Archives for January 2011


I’ve finished my simultaneous readings of Bulgakov’s great novel (to my wife in English, on my own in Russian), and having read two different translations and now the original, I’m not sure what I can add to the reams that have been written about one of the most widely loved novels of the last century. One thing that struck me this time around was the great difference between the two halves of the book; my wife grew restive during the first half, with its heavy dose of Stalin-era satire, but got hooked when the book took flight (quite literally) in the second. It’s surprising how long it takes for the title characters to show up and take over, especially considering that the popularity of the book outside of Russia is (I have little doubt) almost entirely due to them, enjoyable as the devil’s magic tricks are. There are really at least two very different books crammed uneasily together: a wildly romantic story of love and madness, and an Ilf-and-Petrov-style comedy of social relations in 1930s Moscow, with a heavy emphasis on the stupid and corrupt cultural bureaucracy that caused Bulgakov himself so much trouble. And then of course there are the scenes set in the Jerusalem of two millennia ago, which have the reportorial sobriety one might expect rather in the modern sections—and in which the grim realities of Stalinist Russia, from denunciations to arrest by the secret service to torture and execution, are much more openly present (in the modern sections they are hinted at allusively). I’m not sure I can explain how it manages to hang together, but I feel it does. And it’s full of quotable nuggets, from the второй свежести (“of second freshness”) of the hapless and ill-fated bartender/buffet manager to the wonderful line “Вино какой страны вы предпочитаете в это время дня?” (“The wine of which country would you prefer at this time of day?”), which I once had occasion to quote in the Pálffy Palác restaurant in Prague to a woman besotted with Bulgakov and Mandelstam. I expect to read it again one day.

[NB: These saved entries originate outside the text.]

//! Bounded in-memory handoff queue.

use std::collections::VecDeque;
use std::sync::atomic::{AtomicU64, Ordering};

use parking_lot::Mutex;

use crate::events::EventEnvelope;
use crate::sink::interface::MetricsSink;

const DEFAULT_CAPACITY: usize = 256;

/// Sink buffering events for an external transport to drain.
///
/// `submit` never blocks beyond a bounded queue push: when the buffer
/// is full the oldest event is discarded and counted, so the freshest
/// campaign outcome survives a stalled transport.
pub struct BufferedSink {
    queue: Mutex<VecDeque<EventEnvelope>>,
    capacity: usize,
    dropped: AtomicU64,
}

impl BufferedSink {
    pub fn new(capacity: usize) -> Self {
        Self {
            queue: Mutex::new(VecDeque::with_capacity(capacity)),
            capacity,
            dropped: AtomicU64::new(0),
        }
    }

    pub fn len(&self) -> usize {
        self.queue.lock().len()
    }

    pub fn is_empty(&self) -> bool {
        self.queue.lock().is_empty()
    }

    /// Events discarded to make room since construction.
    pub fn dropped(&self) -> u64 {
        self.dropped.load(Ordering::Relaxed)
    }

    /// Remove and return all queued events, oldest first.
    pub fn drain(&self) -> Vec<EventEnvelope> {
        self.queue.lock().drain(..).collect()
    }
}

impl Default for BufferedSink {
    fn default() -> Self {
        Self::new(DEFAULT_CAPACITY)
    }
}

impl MetricsSink for BufferedSink {
    fn submit(&self, envelope: EventEnvelope) -> bool {
        let mut queue = self.queue.lock();
        if queue.len() == self.capacity {
            queue.pop_front();
            self.dropped.fetch_add(1, Ordering::Relaxed);
        }
        queue.push_back(envelope);
        true
    }
}

#[cfg(test)]
mod tests {
    use super::*;
    use crate::events::MetricEvent;

    fn event(minutes: i32) -> EventEnvelope {
        EventEnvelope::new(MetricEvent::TimeToReboot { minutes })
    }

    #[test]
    fn test_preserves_submission_order() {
        let sink = BufferedSink::new(8);
        sink.submit(event(1));
        sink.submit(event(2));
        sink.submit(event(3));

        let drained = sink.drain();
        assert_eq!(drained.len(), 3);
        assert_eq!(drained[0].event, MetricEvent::TimeToReboot { minutes: 1 });
        assert_eq!(drained[2].event, MetricEvent::TimeToReboot { minutes: 3 });
        assert!(sink.is_empty());
    }

    #[test]
    fn test_drops_oldest_when_full() {
        let sink = BufferedSink::new(2);
        sink.submit(event(1));
        sink.submit(event(2));
        sink.submit(event(3));

        assert_eq!(sink.dropped(), 1);
        let drained = sink.drain();
        assert_eq!(drained.len(), 2);
        assert_eq!(drained[0].event, MetricEvent::TimeToReboot { minutes: 2 });
        assert_eq!(drained[1].event, MetricEvent::TimeToReboot { minutes: 3 });
    }

    #[test]
    fn test_submit_accepts_while_dropping() {
        // Acceptance is about the submitted event, which always lands.
        let sink = BufferedSink::new(1);
        assert!(sink.submit(event(1)));
        assert!(sink.submit(event(2)));
        assert_eq!(sink.len(), 1);
    }
}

An AskMeFi post asks the intriguing question:

In the film Black Narcissus, the nuns are referred to directly with a formal address that sounds like “lemony.” What is it? You can hear Joseph say it here three times very clearly, at 5:15 and forward. It is used for all the nuns.

A comment in the ensuing thread says:

Yes, it says “Lemini” in the book, so it’s Rumer Godden’s choice, not Powell’s or Pressburger’s. Rumer Godden spent her childhood in Narayanganj, now-Bangladesh. So even though the setting of the book is the Darjeeling area, and presumably the nuns would have been speaking Bengali or Hindi or Nepali, she may have used an honorific familiar to her from one of the other languages of now-Bangladesh.

Since no further information has turned up there, I thought I’d ask my multilingual readers to weigh in. Anybody know what language this word might be, and what its literal meaning is?


Back in 2003, I posted about the whistling language of La Gomera in the Canary Islands. The links there are dead now, so I’ll link to this short piece, where you can hear a sample of this remarkable form of communication. (Thanks, Paul!)


Ben Slade has a post at Stæfcræft & Vyākaraṇa with a very interesting suggestion, that godspeed (first attested in Tyndale’s 1526 Bible translation, 2 John 10 : “Yf ther come eny vnto you and bringe not this learninge him receave not to housse: neither bid him God spede”) was originally “a compound word, formed of good+speed, which was later reanalysed as God+speed, whence back-formations like God spede (ye), with spede being reanalysed as a causative (i.e. ‘may (he) cause you to be successful’).” This depends on a phonological change in Middle English whereby long vowels in nonfinal close syllables were shortened (e.g. sheep: shepherd, wise: wisdom, Christ: Christmas). Ingenious and, to me, convincing, but I’ll be interested to see what others say.


I’ve always had a soft spot for the I.W.W. (I dreamed I saw Joe Hill last night, alive as you and me), and I enjoyed this thorough discussion of the origin of their nickname, Wobblies. Conclusion:

All of our research has shown so far that the origin of the term Wobbly cannot be determined, and so we have to unfortunately admit that we don’t honestly know the answer. Though the true origin of the epithet “Wobbly” remains a mystery, most of us IWW members gladly use it to describe ourselves, because the term has become an integral part of the IWW’s history and culture.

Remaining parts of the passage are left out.